WORK REQUIRED
Please output the full listing, character for character.

*** DATA PROVIDED

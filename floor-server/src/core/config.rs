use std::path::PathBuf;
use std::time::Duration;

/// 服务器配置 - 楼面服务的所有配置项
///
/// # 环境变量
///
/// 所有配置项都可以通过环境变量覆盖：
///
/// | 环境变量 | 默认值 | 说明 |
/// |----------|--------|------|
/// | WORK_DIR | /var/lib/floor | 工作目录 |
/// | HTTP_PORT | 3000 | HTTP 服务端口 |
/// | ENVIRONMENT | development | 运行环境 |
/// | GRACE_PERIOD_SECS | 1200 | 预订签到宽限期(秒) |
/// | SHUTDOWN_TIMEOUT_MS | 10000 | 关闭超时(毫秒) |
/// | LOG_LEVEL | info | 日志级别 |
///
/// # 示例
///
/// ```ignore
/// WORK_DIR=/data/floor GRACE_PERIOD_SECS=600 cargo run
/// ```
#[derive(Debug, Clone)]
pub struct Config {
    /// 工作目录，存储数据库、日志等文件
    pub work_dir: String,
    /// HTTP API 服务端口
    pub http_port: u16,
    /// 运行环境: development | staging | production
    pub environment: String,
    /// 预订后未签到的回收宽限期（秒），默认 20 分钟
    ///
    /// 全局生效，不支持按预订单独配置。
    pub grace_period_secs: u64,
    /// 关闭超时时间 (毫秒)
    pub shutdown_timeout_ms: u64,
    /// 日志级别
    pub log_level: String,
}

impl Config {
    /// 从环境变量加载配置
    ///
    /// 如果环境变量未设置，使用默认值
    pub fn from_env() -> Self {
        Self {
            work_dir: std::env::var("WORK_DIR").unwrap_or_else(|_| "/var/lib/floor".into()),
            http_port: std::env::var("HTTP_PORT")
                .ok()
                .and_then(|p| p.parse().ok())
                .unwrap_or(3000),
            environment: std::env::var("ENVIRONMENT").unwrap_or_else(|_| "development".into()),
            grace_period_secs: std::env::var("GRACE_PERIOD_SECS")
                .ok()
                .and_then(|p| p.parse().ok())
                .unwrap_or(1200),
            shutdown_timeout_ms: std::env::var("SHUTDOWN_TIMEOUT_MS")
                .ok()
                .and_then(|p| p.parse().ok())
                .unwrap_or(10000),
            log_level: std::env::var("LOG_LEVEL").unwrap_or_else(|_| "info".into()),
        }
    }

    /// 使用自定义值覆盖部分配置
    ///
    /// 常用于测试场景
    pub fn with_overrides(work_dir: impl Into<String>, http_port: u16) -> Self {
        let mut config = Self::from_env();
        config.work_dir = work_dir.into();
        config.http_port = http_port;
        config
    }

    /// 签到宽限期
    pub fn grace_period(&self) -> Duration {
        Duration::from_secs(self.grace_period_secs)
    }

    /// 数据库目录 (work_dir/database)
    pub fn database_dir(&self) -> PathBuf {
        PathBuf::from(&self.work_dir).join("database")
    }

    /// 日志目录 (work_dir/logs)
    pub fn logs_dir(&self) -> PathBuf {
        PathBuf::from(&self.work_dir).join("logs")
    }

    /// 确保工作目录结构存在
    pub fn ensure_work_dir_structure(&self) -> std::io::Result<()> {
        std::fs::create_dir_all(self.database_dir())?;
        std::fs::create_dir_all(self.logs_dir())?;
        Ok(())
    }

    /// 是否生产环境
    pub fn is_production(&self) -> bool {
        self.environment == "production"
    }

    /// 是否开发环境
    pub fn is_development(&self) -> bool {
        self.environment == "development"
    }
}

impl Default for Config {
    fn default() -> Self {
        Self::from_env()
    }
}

******

SOLUTION FOR THIS PROBLEM
filename floor-server/src/core/config.rs
use std::path::PathBuf;
use std::time::Duration;

/// 服务器配置 - 楼面服务的所有配置项
///
/// # 环境变量
///
/// 所有配置项都可以通过环境变量覆盖：
///
/// | 环境变量 | 默认值 | 说明 |
/// |----------|--------|------|
/// | WORK_DIR | /var/lib/floor | 工作目录 |
/// | HTTP_PORT | 3000 | HTTP 服务端口 |
/// | ENVIRONMENT | development | 运行环境 |
/// | GRACE_PERIOD_SECS | 1200 | 预订签到宽限期(秒) |
/// | SHUTDOWN_TIMEOUT_MS | 10000 | 关闭超时(毫秒) |
/// | LOG_LEVEL | info | 日志级别 |
///
/// # 示例
///
/// ```ignore
/// WORK_DIR=/data/floor GRACE_PERIOD_SECS=600 cargo run
/// ```
#[derive(Debug, Clone)]
pub struct Config {
    /// 工作目录，存储数据库、日志等文件
    pub work_dir: String,
    /// HTTP API 服务端口
    pub http_port: u16,
    /// 运行环境: development | staging | production
    pub environment: String,
    /// 预订后未签到的回收宽限期（秒），默认 20 分钟
    ///
    /// 全局生效，不支持按预订单独配置。
    pub grace_period_secs: u64,
    /// 关闭超时时间 (毫秒)
    pub shutdown_timeout_ms: u64,
    /// 日志级别
    pub log_level: String,
}

impl Config {
    /// 从环境变量加载配置
    ///
    /// 如果环境变量未设置，使用默认值
    pub fn from_env() -> Self {
        Self {
            work_dir: std::env::var("WORK_DIR").unwrap_or_else(|_| "/var/lib/floor".into()),
            http_port: std::env::var("HTTP_PORT")
                .ok()
                .and_then(|p| p.parse().ok())
                .unwrap_or(3000),
            environment: std::env::var("ENVIRONMENT").unwrap_or_else(|_| "development".into()),
            grace_period_secs: std::env::var("GRACE_PERIOD_SECS")
                .ok()
                .and_then(|p| p.parse().ok())
                .unwrap_or(1200),
            shutdown_timeout_ms: std::env::var("SHUTDOWN_TIMEOUT_MS")
                .ok()
                .and_then(|p| p.parse().ok())
                .unwrap_or(10000),
            log_level: std::env::var("LOG_LEVEL").unwrap_or_else(|_| "info".into()),
        }
    }

    /// 使用自定义值覆盖部分配置
    ///
    /// 常用于测试场景
    pub fn with_overrides(work_dir: impl Into<String>, http_port: u16) -> Self {
        let mut config = Self::from_env();
        config.work_dir = work_dir.into();
        config.http_port = http_port;
        config
    }

    /// 签到宽限期
    pub fn grace_period(&self) -> Duration {
        Duration::from_secs(self.grace_period_secs)
    }

    /// 数据库目录 (work_dir/database)
    pub fn database_dir(&self) -> PathBuf {
        PathBuf::from(&self.work_dir).join("database")
    }

    /// 日志目录 (work_dir/logs)
    pub fn logs_dir(&self) -> PathBuf {
        PathBuf::from(&self.work_dir).join("logs")
    }

    /// 确保工作目录结构存在
    pub fn ensure_work_dir_structure(&self) -> std::io::Result<()> {
        std::fs::create_dir_all(self.database_dir())?;
        std::fs::create_dir_all(self.logs_dir())?;
        Ok(())
    }

    /// 是否生产环境
    pub fn is_production(&self) -> bool {
        self.environment == "production"
    }

    /// 是否开发环境
    pub fn is_development(&self) -> bool {
        self.environment == "development"
    }
}

impl Default for Config {
    fn default() -> Self {
        Self::from_env()
    }
}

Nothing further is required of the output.